MC : Liberty Adrien, pouvez-vous nous présenter votre parcours ? Comment est née cette attention pour les artistes femmes dans votre pratique curatoriale ?

Liberty Adrien : Après l’obtention de mon diplôme à l’École nationale supérieure des arts décoratifs de Paris, j’ai travaillé dans un bureau d’architecture à Copenhague puis à Hambourg. L’occasion de fonder Âme nue, un centre d’art contemporain indépendant, s’est présentée en 2015. Au fil de mes explorations de l’histoire de l’art et de son actualité, j’ai eu connaissance de l’appel à candidature de la bourse de recherche curatoriale du Cnap. La découverte de notre impressionnante collection nationale m’a fascinée. À ce moment-là, mes savoirs sur la place des femmes dans les arts étaient limités et la possibilité de l’analyser à travers le prisme d’une collection nationale de plus de deux siècles m’a semblé intéressante. J’ai été étonnée que cette étude n’ait pas encore été réalisée et cela m’a convaincue de sa nécessité.

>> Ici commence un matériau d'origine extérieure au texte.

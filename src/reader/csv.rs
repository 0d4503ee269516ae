//! CSV workbook source.

use std::io::Read;
use std::path::Path;

use crate::error::IngestResult;
use crate::types::{Sheet, Value, Workbook};

/// Sheet name used when a CSV has no file name to borrow one from.
pub const DEFAULT_SHEET_NAME: &str = "Sheet1";

/// Read a CSV file as a one-sheet [`Workbook`].
///
/// The sheet is named after the file stem, so `orders.csv` ingested under owner `orders` lands in
/// table `orders_orders`.
pub fn read_csv_workbook_from_path(path: impl AsRef<Path>) -> IngestResult<Workbook> {
    let path = path.as_ref();
    let sheet_name = path
        .file_stem()
        .and_then(|s| s.to_str())
        .unwrap_or(DEFAULT_SHEET_NAME)
        .to_string();
    let file = std::fs::File::open(path)?;
    read_csv_workbook_from_reader(file, &sheet_name)
}

/// Read CSV data from any reader as a one-sheet [`Workbook`].
///
/// Rules:
///
/// - The first record is the header row.
/// - Empty fields become [`Value::Null`]; everything else stays text (no type inference).
/// - Records may be ragged; short records are padded when the engine aligns them to the headers.
pub fn read_csv_workbook_from_reader<R: Read>(reader: R, sheet_name: &str) -> IngestResult<Workbook> {
    let mut rdr = ::csv::ReaderBuilder::new()
        .has_headers(true)
        .flexible(true)
        .from_reader(reader);

    let headers: Vec<String> = rdr.headers()?.iter().map(|h| h.to_string()).collect();

    let mut rows: Vec<Vec<Value>> = Vec::new();
    for result in rdr.records() {
        let record = result?;
        let row = record
            .iter()
            .map(|field| {
                if field.is_empty() {
                    Value::Null
                } else {
                    Value::Utf8(field.to_string())
                }
            })
            .collect();
        rows.push(row);
    }

    Ok(Workbook::new(vec![Sheet::new(sheet_name, headers, rows)]))
}
//! Engine configuration.
//!
//! Defaults mirror a local single-file deployment (`database.sqlite` next to the process).
//! Values can be loaded from a JSON file or from `SHEET_INGEST_*` environment variables.

use std::fs::File;
use std::io::BufReader;
use std::path::{Path, PathBuf};

use serde::Deserialize;

use crate::engine::DEFAULT_PREVIEW_ROWS;
use crate::error::{IngestError, IngestResult};
use crate::observability::Severity;

pub const ENV_DATABASE: &str = "SHEET_INGEST_DB";
pub const ENV_PREVIEW_ROWS: &str = "SHEET_INGEST_PREVIEW_ROWS";
pub const ENV_DEDUP: &str = "SHEET_INGEST_DEDUP";
pub const ENV_ADMIN_SECRET: &str = "SHEET_INGEST_ADMIN_SECRET";

/// Settings for [`crate::engine::Engine`].
#[derive(Debug, Clone, PartialEq, Eq, Deserialize)]
#[serde(default, deny_unknown_fields)]
pub struct EngineConfig {
    /// Path of the SQLite database file.
    pub database: PathBuf,
    /// Rows kept per table in ingest previews.
    pub preview_rows: usize,
    /// Default dedup mode for [`crate::engine::Engine::append`].
    pub dedup_on_append: bool,
    /// Failures at or above this severity are raised through `on_alert`.
    pub alert_at_or_above: Severity,
    /// Secret required to obtain an [`crate::admin::AdminToken`]. `None` disables admin actions.
    pub admin_secret: Option<String>,
}

impl Default for EngineConfig {
    fn default() -> Self {
        Self {
            database: PathBuf::from("database.sqlite"),
            preview_rows: DEFAULT_PREVIEW_ROWS,
            dedup_on_append: false,
            alert_at_or_above: Severity::Critical,
            admin_secret: None,
        }
    }
}

impl EngineConfig {
    /// Default settings with a different database file.
    pub fn with_database(path: impl Into<PathBuf>) -> Self {
        Self {
            database: path.into(),
            ..Default::default()
        }
    }

    /// Load settings from a JSON file; missing keys keep their defaults.
    pub fn from_json_path(path: impl AsRef<Path>) -> IngestResult<Self> {
        let path = path.as_ref();
        let file = File::open(path)?;
        serde_json::from_reader(BufReader::new(file)).map_err(|e| {
            IngestError::invalid_input(format!("config {}: {e}", path.display()))
        })
    }

    /// Build settings from the process environment on top of the defaults.
    pub fn from_env() -> IngestResult<Self> {
        Self::from_lookup(|key| std::env::var(key).ok())
    }

    /// Build settings from an arbitrary key lookup (used by [`Self::from_env`]).
    pub fn from_lookup<F>(lookup: F) -> IngestResult<Self>
    where
        F: Fn(&str) -> Option<String>,
    {
        let mut config = Self::default();
        if let Some(db) = lookup(ENV_DATABASE).filter(|v| !v.trim().is_empty()) {
            config.database = PathBuf::from(db);
        }
        if let Some(raw) = lookup(ENV_PREVIEW_ROWS) {
            config.preview_rows = raw.trim().parse().map_err(|_| {
                IngestError::invalid_input(format!("{ENV_PREVIEW_ROWS}='{raw}' is not a row count"))
            })?;
        }
        if let Some(raw) = lookup(ENV_DEDUP) {
            config.dedup_on_append = parse_flag(&raw).ok_or_else(|| {
                IngestError::invalid_input(format!("{ENV_DEDUP}='{raw}' is not a boolean"))
            })?;
        }
        if let Some(secret) = lookup(ENV_ADMIN_SECRET).filter(|v| !v.is_empty()) {
            config.admin_secret = Some(secret);
        }
        Ok(config)
    }
}

fn parse_flag(raw: &str) -> Option<bool> {
    match raw.trim().to_ascii_lowercase().as_str() {
        "true" | "t" | "1" | "yes" | "y" | "on" => Some(true),
        "false" | "f" | "0" | "no" | "n" | "off" => Some(false),
        _ => None,
    }
}

#[cfg(test)]
mod tests {
    use std::collections::HashMap;

    use super::*;

    fn lookup(pairs: &[(&str, &str)]) -> impl Fn(&str) -> Option<String> {
        let map: HashMap<String, String> = pairs
            .iter()
            .map(|(k, v)| (k.to_string(), v.to_string()))
            .collect();
        move |key| map.get(key).cloned()
    }

    #[test]
    fn lookup_overrides_defaults() {
        let config = EngineConfig::from_lookup(lookup(&[
            (ENV_DATABASE, "/tmp/x.sqlite"),
            (ENV_PREVIEW_ROWS, "3"),
            (ENV_DEDUP, "yes"),
            (ENV_ADMIN_SECRET, "s3cret"),
        ]))
        .unwrap();
        assert_eq!(config.database, PathBuf::from("/tmp/x.sqlite"));
        assert_eq!(config.preview_rows, 3);
        assert!(config.dedup_on_append);
        assert_eq!(config.admin_secret.as_deref(), Some("s3cret"));
    }

    #[test]
    fn empty_lookup_gives_defaults() {
        let config = EngineConfig::from_lookup(lookup(&[])).unwrap();
        assert_eq!(config, EngineConfig::default());
    }

    #[test]
    fn bad_values_are_rejected() {
        assert!(EngineConfig::from_lookup(lookup(&[(ENV_PREVIEW_ROWS, "many")])).is_err());
        assert!(EngineConfig::from_lookup(lookup(&[(ENV_DEDUP, "maybe")])).is_err());
    }

    #[test]
    fn json_keeps_defaults_for_missing_keys() {
        let config: EngineConfig =
            serde_json::from_str(r#"{"database": "data.sqlite", "alert_at_or_above": "error"}"#)
                .unwrap();
        assert_eq!(config.database, PathBuf::from("data.sqlite"));
        assert_eq!(config.preview_rows, DEFAULT_PREVIEW_ROWS);
        assert_eq!(config.alert_at_or_above, Severity::Error);
    }

    #[test]
    fn json_file_is_loaded_and_unknown_keys_rejected() {
        let dir = tempfile::tempdir().unwrap();
        let path = dir.path().join("engine.json");
        std::fs::write(&path, r#"{"preview_rows": 10, "dedup_on_append": true}"#).unwrap();
        let config = EngineConfig::from_json_path(&path).unwrap();
        assert_eq!(config.preview_rows, 10);
        assert!(config.dedup_on_append);

        std::fs::write(&path, r#"{"preview": 10}"#).unwrap();
        let err = EngineConfig::from_json_path(&path).unwrap_err();
        assert!(err.is_validation());
    }
}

MC : En 2018, afin de présenter la synthèse de votre Étude sur les œuvres d’artistes femmes acquises pour la collection nationale d’art française, de 1791 à l’année 2017, vous avez compilé un volumineux corpus visuel de 650 œuvres. Celui-ci ne réunit pourtant que 3,8 % des œuvres des artistes femmes de la collection. Comment avez-vous construit cette sélection ?

LA : Je voudrais d’abord rappeler que cette collection nationale est héritière de la politique de soutien de l’État aux artistes, depuis 1791. Elle a été enrichie sans interruption depuis, en étant rattachée à diverses entités administratives à travers le temps.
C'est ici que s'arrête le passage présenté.